Court Opinion

ID: 9817905
Source: CourtListenerOpinion
Date Created: 2023-09-01 04:57:13.671076+00
Date Added: 2024-06-11T07:35:16.778178
License: Public Domain

RENDELL, Circuit Judge,
Concurring in Part and Dissenting in Part.
While I agree with the majority that the District Court should not have granted summary judgment in favor of Appellees, further development of the record is not required. The case can and should be decided based on the plain language of the general indemnity agreement signed by Appellees in 1995 (the “Agreement”). The Agreement unambiguously obligates Ap-pellees to indemnify “Surety” which, by definition, includes Swiss Re. I would reverse and grant summary judgment in favor of Swiss Re, and remand solely for a determination of damages. I must therefore respectfully dissent.
Under the Agreement, Appellees promised to indemnify “the Surety” for various expenses the Surety might incur “which arise by reason of, or in consequence of, the execution by the Surety of any Bond on behalf’ of Appellees. (App. at 493.) The definition of “Surety” expressly includes reinsurers.17 “Bond” is defined as, “Any contractual obligation undertaken by Surety” for Appellees. (Id. at ¶ 2) (emphasis added). The Agreement was a unilateral contract, signed only by Appellees, by which Appellees’ promises would be*68come binding upon “the execution and delivery by the Surety of a Bond or any Bond on behalf of’ Appellees. (Id. at ¶ 2.) Swiss Re executed and delivered a contractual obligation on behalf of Appellees in the form of a $2.6 million reinsurance agreement on the Performance Bond, and fulfilled its obligation under that agreement by completing the Neville Island Project after Appellees had been terminated. Appellees therefore are directly bound to indemnify Swiss Re independent of Appellees’ relationship to Amwest or any other Surety.
The Agreement contains no provision excusing Appellees’ obligations to a Surety based on another Surety’s default. There is no incorporation of other agreements and no condition to Appellees’ obligations. If Appellees had wanted to provide for some exceptions to its indemnity obligations to any Surety based on any other default or breach it could have said so. On such points, the Agreement is silent.
I suggest that we will unnecessarily disrupt commercial dealings by reading into the Agreement a requirement that the fulfillment of bond obligations by one Surety is a necessary pre-condition to the principal’s obligation to a reinsurer Surety. To the contrary, Swiss Re had the right, under the plain language of the Agreement, to rely on a direct obligation of indemnity running to it from Appellees, so long as Swiss Re delivered a reinsurance contract and fulfilled its obligations under the contract—which it did.
Moreover, while industry custom and usage may shed additional light on the terms “execute” and “bond,” Appellees raised no such arguments on appeal or before the District Court.

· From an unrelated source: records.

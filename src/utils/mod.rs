//! Utility module for configforge.

mod paths;

pub use paths::{
    config_dir, display_relative, global_config_file, local_config_file, LOCAL_CONFIG_NAME,
};
//! `.env` parsing, merging and serialization.
//!
//! This module handles:
//! - Parsing `.env` text into ordered declarations
//! - Folding several files into one mapping, resolving conflicts
//! - Writing the merged mapping back out
//! - Summarizing the merge for the operator

pub mod merge;
pub mod parser;
pub mod report;
pub mod resolver;
mod types;
pub mod writer;

pub use merge::{merge_files, merge_sources, MergeOutcome, Merger};
pub use parser::{load_source, parse_line, parse_pairs, parse_source, Pairs};
pub use report::{render_conflicts, render_summary};
pub use resolver::{
    resolver_for, Choice, ConflictPolicy, ConflictResolver, FailOnConflict, Interactive,
    KeepExisting, Scripted, UseNew,
};
pub use types::{Conflict, KeyValuePair, MergedMapping, SourceFile};
pub use writer::{check_separator, render, write_output, DEFAULT_OUTPUT};
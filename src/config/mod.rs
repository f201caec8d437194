//! Configuration module for configforge.
//!
//! Handles loading and merging configuration from multiple sources:
//! - CLI arguments (highest priority)
//! - Project-level `.configforgerc.toml`
//! - User-level `~/.config/configforge/config.toml`

pub mod file;
mod types;

pub use file::{generate_example_config, load_config};
pub use types::{AppearanceConfig, ColorMode, Config, MergeConfig, ValidateConfig};
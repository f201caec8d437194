//! Integration tests for configforge.
//!
//! Organized by feature:
//!
//! - `fixtures` - Scratch projects and an isolated binary runner
//! - `cli_tests` - Help, version, completions and argument errors
//! - `merge_tests` - The merge command end to end
//! - `validate_tests` - Schema validation
//! - `crypto_tests` - Encryption and decryption
//! - `config_tests` - Configuration layering
//! - `snapshot_tests` - Output snapshots using insta

pub mod cli_tests;
pub mod config_tests;
pub mod crypto_tests;
pub mod fixtures;
pub mod merge_tests;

I see no reason to give Appellees, sua sponte, another opportunity to litigate their case.
I would accordingly reverse the order of the District Court granting summary judgment to Appellees and denying summary judgment to Swiss Re on the issue of liability, and remand the matter for the District Court to determine damages.

. Paragraph 2 of the Agreement specifically defines “Surety” to include Amwest, "its affiliates, subsidiaries or reinsurers, and any other person(s) or entity(ies) which the Surety may procure to act as Surety or as Co-Surety on any Bond, or any other person who executes a Bond at the request of Surety.” (emphasis added).